▸ **TASK DESCRIPTION**
Report each line from the data below that holds the word "HtmlCanvasElement".
•••••
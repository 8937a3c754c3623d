//! Canvas 2D surface for the browser build

use wasm_bindgen::JsCast;
use web_sys::{CanvasRenderingContext2d, HtmlCanvasElement};

use super::{Color, Surface};
use crate::error::{GameError, GameResult};
use crate::sim::Rect;

pub struct CanvasSurface {
    ctx: CanvasRenderingContext2d,
}

impl CanvasSurface {
    /// Size `canvas` to the arena and grab its 2D context
    pub fn new(canvas: &HtmlCanvasElement, width: f32, height: f32) -> GameResult<Self> {
        canvas.set_width(width as u32);
        canvas.set_height(height as u32);
        let ctx = canvas
            .get_context("2d")
            .map_err(|e| GameError::Host(format!("2d context: {e:?}")))?
            .ok_or_else(|| GameError::Host("2d context unsupported".into()))?
            .dyn_into::<CanvasRenderingContext2d>()
            .map_err(|_| GameError::Host("not a 2d context".into()))?;
        ctx.set_font("bold 16px sans-serif");
        ctx.set_text_baseline("top");
        Ok(Self { ctx })
    }
}

impl Surface for CanvasSurface {
    fn clear(&mut self, width: f32, height: f32) {
        self.ctx.clear_rect(0.0, 0.0, width as f64, height as f64);
    }

    fn fill_rect(&mut self, rect: &Rect, color: Color) {
        self.ctx.set_fill_style_str(color.css());
        self.ctx.fill_rect(
            rect.x as f64,
            rect.y as f64,
            rect.width as f64,
            rect.height as f64,
        );
    }

    fn fill_text(&mut self, text: &str, x: f32, y: f32, color: Color) {
        self.ctx.set_fill_style_str(color.css());
        let _ = self.ctx.fill_text(text, x as f64, y as f64);
    }
}
//! Per-frame simulation step
//!
//! One call advances the game by exactly one animation frame. Order matters
//! and is fixed: avatar, enemy, blocks, collisions, then the level-complete
//! check. A collision ends the step before the level check, so touching a
//! block on the finish line is still a crash.

use super::collision::find_collision;
use super::state::{GameEvent, GamePhase, GameState};
use crate::input::DirectionFlags;

/// Advance the game state by one frame
///
/// Does nothing once the state has left [`GamePhase::Running`].
pub fn tick(state: &mut GameState, input: &DirectionFlags) -> Option<GameEvent> {
    if !state.is_running() {
        return None;
    }

    state.frame += 1;
    let bounds = state.bounds();

    state
        .avatar
        .apply_input(input, state.settings.avatar_step, bounds);

    let target = state.avatar.rect.pos();
    state.enemy.pursue(target, state.level.enemy_speed);

    state.scroll_blocks();

    if let Some(hit) = find_collision(&state.avatar, &state.enemy, &state.blocks) {
        log::info!("Collision with {:?} on level {}", hit, state.level.level);
        state.phase = GamePhase::Crashed;
        return Some(GameEvent::Collision(hit));
    }

    if state.avatar.rect.right() >= bounds.x {
        return Some(complete_level(state));
    }

    None
}

/// Handle the avatar reaching the right edge
fn complete_level(state: &mut GameState) -> GameEvent {
    if state.level.is_final(&state.settings) {
        log::info!("Final level {} cleared", state.level.level);
        state.phase = GamePhase::Cleared;
        return GameEvent::Cleared {
            level: state.level.level,
        };
    }

    state.level.advance(&state.settings);
    state.reset_avatar();
    state.generate_blocks();
    log::info!(
        "Level up: level={}, block_speed={}, enemy_speed={}",
        state.level.level,
        state.level.block_speed,
        state.level.enemy_speed
    );
    GameEvent::LevelComplete {
        level: state.level.level,
    }
}
//! Platform abstraction layer
//!
//! Handles browser/native differences for:
//! - Wall-clock time
//! - Frame scheduling (`requestAnimationFrame` on web)

#[cfg(target_arch = "wasm32")]
pub mod web;

/// Milliseconds since the Unix epoch
#[cfg(target_arch = "wasm32")]
pub fn now_ms() -> f64 {
    js_sys::Date::now()
}

/// Milliseconds since the Unix epoch
#[cfg(not(target_arch = "wasm32"))]
pub fn now_ms() -> f64 {
    use std::time::{SystemTime, UNIX_EPOCH};
    SystemTime::now()
        .duration_since(UNIX_EPOCH)
        .map(|d| d.as_secs_f64() * 1000.0)
        .unwrap_or(0.0)
}

/// Host facility that runs a callback on the next frame
pub trait FrameScheduler {
    /// Identifies one pending request
    type Handle: Copy + std::fmt::Debug;

    /// Ask for one callback; `None` if the host refused
    fn request(&mut self) -> Option<Self::Handle>;

    /// Withdraw a pending request
    fn cancel(&mut self, handle: Self::Handle);
}

/// Keeps at most one frame request outstanding
///
/// Every path that wants another frame goes through [`FrameLoop::schedule`],
/// which withdraws the previous request first. Restarting the game can
/// therefore never leave two loops running.
#[derive(Debug)]
pub struct FrameLoop<S: FrameScheduler> {
    scheduler: S,
    pending: Option<S::Handle>,
}

impl<S: FrameScheduler> FrameLoop<S> {
    pub fn new(scheduler: S) -> Self {
        Self {
            scheduler,
            pending: None,
        }
    }

    /// Request the next frame, replacing any pending request
    pub fn schedule(&mut self) {
        self.cancel();
        self.pending = self.scheduler.request();
        if self.pending.is_none() {
            log::warn!("Frame request refused by host");
        }
    }

    /// Withdraw the pending request, if any
    pub fn cancel(&mut self) {
        if let Some(handle) = self.pending.take() {
            self.scheduler.cancel(handle);
        }
    }

    /// Call at the top of the frame callback: the request has been consumed
    pub fn fired(&mut self) {
        self.pending = None;
    }

    pub fn is_pending(&self) -> bool {
        self.pending.is_some()
    }

    pub fn scheduler(&self) -> &S {
        &self.scheduler
    }

    pub fn scheduler_mut(&mut self) -> &mut S {
        &mut self.scheduler
    }
}

#[cfg(test)]
mod tests {
    use super::*;
    use std::collections::BTreeSet;

    /// Scheduler that tracks which requests are live
    #[derive(Default)]
    struct FakeScheduler {
        next: u32,
        live: BTreeSet<u32>,
        max_live: usize,
    }

    impl FrameScheduler for FakeScheduler {
        type Handle = u32;

        fn request(&mut self) -> Option<u32> {
            self.next += 1;
            self.live.insert(self.next);
            self.max_live = self.max_live.max(self.live.len());
            Some(self.next)
        }

        fn cancel(&mut self, handle: u32) {
            self.live.remove(&handle);
        }
    }

    #[test]
    fn test_reschedule_cancels_previous() {
        let mut frames = FrameLoop::new(FakeScheduler::default());
        frames.schedule();
        frames.schedule();
        frames.schedule();
        assert!(frames.is_pending());
        assert_eq!(frames.scheduler().live.len(), 1);
        assert_eq!(frames.scheduler().max_live, 1);
    }

    #[test]
    fn test_cancel_and_fire() {
        let mut frames = FrameLoop::new(FakeScheduler::default());
        frames.schedule();
        frames.cancel();
        assert!(!frames.is_pending());
        assert!(frames.scheduler().live.is_empty());

        // Cancelling twice is harmless
        frames.cancel();

        frames.schedule();
        frames.fired();
        assert!(!frames.is_pending());
    }

    #[test]
    fn test_now_ms_is_recent() {
        // Past 2020-01-01
        assert!(now_ms() > 1_577_836_800_000.0);
    }
}
//! Game state and entity types
//!
//! Everything that changes during a run lives in [`GameState`], which the
//! frame step takes by `&mut`. There are no globals.

use glam::Vec2;
use rand::{Rng, SeedableRng};
use rand_pcg::Pcg32;

use super::collision::Collider;
use super::level::LevelState;
use super::rect::Rect;
use crate::input::DirectionFlags;
use crate::settings::Settings;

/// Current phase of the simulation
#[derive(Debug, Clone, Copy, PartialEq, Eq)]
pub enum GamePhase {
    /// Frames are being simulated
    Running,
    /// The avatar hit something; frozen
    Crashed,
    /// The final level was cleared; frozen
    Cleared,
}

/// Something the frame step wants the session layer to react to
#[derive(Debug, Clone, Copy, PartialEq, Eq)]
pub enum GameEvent {
    /// Avatar reached the right edge; `level` is the new level
    LevelComplete { level: u32 },
    /// Avatar touched the enemy or a block
    Collision(Collider),
    /// Avatar reached the right edge of the last level
    Cleared { level: u32 },
}

/// The player-controlled rectangle
#[derive(Debug, Clone, PartialEq)]
pub struct Avatar {
    pub rect: Rect,
}

impl Avatar {
    pub fn at(rect: Rect) -> Self {
        Self { rect }
    }

    /// Move one `step` along every held direction, then clamp to the canvas
    ///
    /// Diagonals are not normalized: holding right+down moves a full step on
    /// both axes.
    pub fn apply_input(&mut self, input: &DirectionFlags, step: f32, bounds: Vec2) {
        let mut delta = Vec2::ZERO;
        if input.up {
            delta.y -= step;
        }
        if input.down {
            delta.y += step;
        }
        if input.left {
            delta.x -= step;
        }
        if input.right {
            delta.x += step;
        }
        self.rect.translate(delta);
        self.rect.clamp_within(bounds);
    }
}

/// The pursuer
#[derive(Debug, Clone, PartialEq)]
pub struct Enemy {
    pub rect: Rect,
}

impl Enemy {
    pub fn at(rect: Rect) -> Self {
        Self { rect }
    }

    /// Step `speed` toward `target` on each axis independently
    ///
    /// This is per-axis (Chebyshev) pursuit: closing speed on a diagonal is
    /// `speed * sqrt(2)`. An axis that is already aligned does not move.
    pub fn pursue(&mut self, target: Vec2, speed: f32) {
        self.rect.x = approach(self.rect.x, target.x, speed);
        self.rect.y = approach(self.rect.y, target.y, speed);
    }
}

fn approach(current: f32, target: f32, speed: f32) -> f32 {
    if current > target {
        current - speed
    } else if current < target {
        current + speed
    } else {
        current
    }
}

/// A horizontally scrolling obstacle
#[derive(Debug, Clone, PartialEq)]
pub struct Block {
    pub rect: Rect,
}

impl Block {
    pub fn at(rect: Rect) -> Self {
        Self { rect }
    }

    /// Scroll left by `speed`; once fully off the left edge, wrap to the
    /// right edge at a fresh random height
    ///
    /// Returns true when the block wrapped.
    pub fn scroll(&mut self, speed: f32, bounds: Vec2, rng: &mut Pcg32) -> bool {
        self.rect.x -= speed;
        if self.rect.right() < 0.0 {
            self.rect.x = bounds.x;
            self.rect.y = random_block_y(rng, bounds.y, self.rect.height);
            return true;
        }
        false
    }
}

/// Uniform y in `[0, canvas_height - block_height)`
fn random_block_y(rng: &mut Pcg32, canvas_height: f32, block_height: f32) -> f32 {
    let span = canvas_height - block_height;
    if span > 0.0 {
        rng.random_range(0.0..span)
    } else {
        0.0
    }
}

/// Complete simulation state for one session
#[derive(Debug, Clone)]
pub struct GameState {
    /// Session seed (block layouts are reproducible from it)
    pub seed: u64,
    /// Tuning this state was built with
    pub settings: Settings,
    /// Level and derived speeds
    pub level: LevelState,
    /// Current phase
    pub phase: GamePhase,
    /// Frames simulated this session
    pub frame: u64,
    pub avatar: Avatar,
    pub enemy: Enemy,
    pub blocks: Vec<Block>,
    rng: Pcg32,
}

impl GameState {
    /// Fresh level-1 state
    pub fn new(settings: Settings, seed: u64) -> Self {
        let avatar = Avatar::at(Rect::from_pos_size(
            settings.avatar_start(),
            Vec2::splat(settings.avatar_size),
        ));
        let enemy = Enemy::at(Rect::from_pos_size(
            settings.enemy_start(),
            Vec2::splat(settings.enemy_size),
        ));
        let mut state = Self {
            seed,
            level: LevelState::first(&settings),
            phase: GamePhase::Running,
            frame: 0,
            avatar,
            enemy,
            blocks: Vec::with_capacity(settings.block_count),
            rng: Pcg32::seed_from_u64(seed),
            settings,
        };
        state.generate_blocks();
        state
    }

    /// Canvas size as a vector
    pub fn bounds(&self) -> Vec2 {
        self.settings.canvas_size()
    }

    pub fn is_running(&self) -> bool {
        self.phase == GamePhase::Running
    }

    /// Replace all blocks with `block_count` fresh ones at random positions
    pub fn generate_blocks(&mut self) {
        let Settings {
            canvas_width,
            canvas_height,
            block_width,
            block_height,
            block_count,
            ..
        } = self.settings;

        self.blocks.clear();
        for _ in 0..block_count {
            let x = self.rng.random_range(0.0..canvas_width);
            let y = random_block_y(&mut self.rng, canvas_height, block_height);
            self.blocks
                .push(Block::at(Rect::new(x, y, block_width, block_height)));
        }
    }

    /// Put the avatar back on the starting spot
    pub fn reset_avatar(&mut self) {
        self.avatar.rect.set_pos(self.settings.avatar_start());
    }

    /// Put the enemy back on its starting spot
    pub fn reset_enemy(&mut self) {
        self.enemy.rect.set_pos(self.settings.enemy_start());
    }

    /// Scroll every block, wrapping the ones that left the canvas
    pub fn scroll_blocks(&mut self) {
        let speed = self.level.block_speed;
        let bounds = self.bounds();
        for block in &mut self.blocks {
            block.scroll(speed, bounds, &mut self.rng);
        }
    }
}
•••••
▸ **TASK RESPONSE**
use web_sys::{CanvasRenderingContext2d, HtmlCanvasElement};
    pub fn new(canvas: &HtmlCanvasElement, width: f32, height: f32) -> GameResult<Self> {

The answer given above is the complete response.